No sábado (26), o estado chegou à triste de marca de 100 PMs mortos
este ano.
"Ela [a lei] menciona um
adicional de 100% sobre aquilo que o militar, vivo, contribuir. Mas ela carece
de regulamentação. Essa lei ainda não foi regulamentada e é preciso dizer de
que forma esse adicional vai ser pago aos pensionistas, os dependentes desse
policial falecido. Isso não foi estabelecido na lei, ela [só] diz que a fonte
vai ser o Tesouro do estado", explicou a chefe da Diretoria de Inativos e
Pensionistas (DIP) da Polícia Militar, tenente-coronel Viviane Damásio.
Na última semana, o tema chegou a
ser objeto de debate no Legislativo estadual. O deputado Jânio Mendes (PDT),
que é um dos autores da emenda incorporada à lei, contou que durante reunião do
Colégio de Líderes, na terça-feira (22), foi dito que o governo federal se opôs
à implementação da regra de pagar a pensão em dobro. As discussões sobre o
assunto ocorreram durante as tratativas que envolvem a inclusão do Rio no
Regime de Recuperação Fiscal.
De acordo com o parlamentar, o
governador Luiz Fernando Pezão não quis recuar em relação à implementação do
benefício aos agentes da Segurança e o direito foi mantido. Ainda assim, falta
o Governo do Rio definir como será formada uma comissão do poder executivo para
analisar os pedidos de pensão.
"É uma comissão de avaliação
que vai estabelecer critérios, como uma junta militar. A lei já está em vigor e
existe o direito. Só falta a regulamentação da comissão para reconhecer o
direito", esclareceu o deputado.
Segundo ele, as famílias dos
policiais mortos após a sanção da lei, no dia 12 de junho, deverão receber o
benefício de forma retroativa. Parentes de inativos não têm direito a receber
as pensões em dobro.
A Secretaria estadual de Fazenda
informou que a criação da comissão está na fase final e a composição do tal
grupo será publicada nos próximos dias no Diário Oficial. Aprovado pela
Assembleia Legislativa em junho deste ano, o ordenamento inclui policiais civis
e militares, bombeiros militares, inspetores de educação e administração
penitenciária, e agentes socioeducativos.
A inclusão da emenda no então
projeto de lei veio na esteira da proposta de aumento da contribuição
previdenciária do funcionalismo. No fim de maio, os deputados aprovaram na Casa
o aumento na alíquota previdenciária cobrada de servidores públicos,
de 11% para 14%.
Comissão pode barrar pedidos
Além de estabelecer o valor
dobrado de pensões, a emenda à lei também previu a criação de uma comissão
"a ser instituída pelo Poder Executivo para tal finalidade".
No caso, o grupo criado pelo
governo teria a responsabilidade de avaliar os pedidos de pensões a familiares.
O receio é que tal comissão acabe servido apenas para tornar as solicitações
mais burocráticas, com risco, inclusive, de que as requisições sejam negadas.
"A lei fala que terá uma
comissão do executivo para avaliar o ato de serviço.

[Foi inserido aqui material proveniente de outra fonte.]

// src/handlers/properties.rs
use log::{debug, info};
use serde::Deserialize;
use serde_json::json;
use warp::http::StatusCode;
use warp::reply::{with_status, Json};
use warp::Rejection;

use crate::models::PropertyInput;
use super::error::ApiError;
use super::AppState;

pub const DEFAULT_LIST_LIMIT: usize = 100;

#[derive(Debug, Deserialize)]
pub struct ListQuery {
    pub limit: Option<usize>,
}

pub async fn create_property(state: AppState, input: PropertyInput) -> Result<impl warp::Reply, Rejection> {
    info!("Handling request to create a property");

    let mut property = input.validate().map_err(ApiError::from)?;
    // Creation always makes a new document; ids come from the store.
    property.property_id = None;

    match &state.store {
        Some(store) => {
            let property_id = store.save_property(&property).await.map_err(ApiError::from)?;
            info!("Saved property {}", property_id);
            property.property_id = Some(property_id);
        }
        None => debug!("No document store configured, property not persisted"),
    }

    Ok(with_status(
        warp::reply::json(&json!({
            "success": true,
            "property": property,
        })),
        StatusCode::CREATED,
    ))
}

pub async fn get_property(property_id: String, state: AppState) -> Result<Json, Rejection> {
    info!("Handling request to get property {}", property_id);
    let store = state.require_store()?;

    let property = store.get_property(&property_id).await
        .map_err(ApiError::from)?
        .ok_or_else(|| ApiError::not_found("Property not found"))?;

    Ok(warp::reply::json(&json!({
        "success": true,
        "property": property,
    })))
}

pub async fn list_properties(query: ListQuery, state: AppState) -> Result<Json, Rejection> {
    let limit = query.limit.unwrap_or(DEFAULT_LIST_LIMIT);
    info!("Handling request to list up to {} properties", limit);
    let store = state.require_store()?;

    let properties = store.list_properties(limit).await.map_err(ApiError::from)?;

    Ok(warp::reply::json(&json!({
        "success": true,
        "count": properties.len(),
        "properties": properties,
    })))
}

pub async fn delete_property(property_id: String, state: AppState) -> Result<Json, Rejection> {
    info!("Handling request to delete property {}", property_id);
    let store = state.require_store()?;

    if !store.delete_property(&property_id).await.map_err(ApiError::from)? {
        return Err(ApiError::not_found("Property not found").into());
    }

    Ok(warp::reply::json(&json!({ "success": true })))
}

Porque o adicional de 100%
não é apenas para policiais militares, também é para civis, para agentes da
Administração Penitenciária, agentes socioeducativos do Degase, para agentes da
Segurança Pública no geral. Mas ele precisa de uma avaliação, de uma comissão
que será formada pelo poder executivo. Eu desconheço, creio que a comissão
ainda não exista. Ela ainda não foi instituída", acrescentou a oficial.
A própria Polícia Militar já tem,
conforme esclareceu a tenente-coronel, um ordenamento regulamentado desde 1972
que paga pensão especiais aos militares que morrem em ato de serviço. A
corporação avalia a viabilidade da pensão especial e paga aos PMs via recursos
do Tesouro estadual.
"Existe uma avaliação do
próprio Comando da PM sobre esse ato de serviço e a lei da pensão especial que
compensa, de alguma forma, as perdas da pensão previdenciária. É uma lei de
mais de 40 anos, também envolve policiais civis e é paga regularmente a
policiais militares", completa Damásio.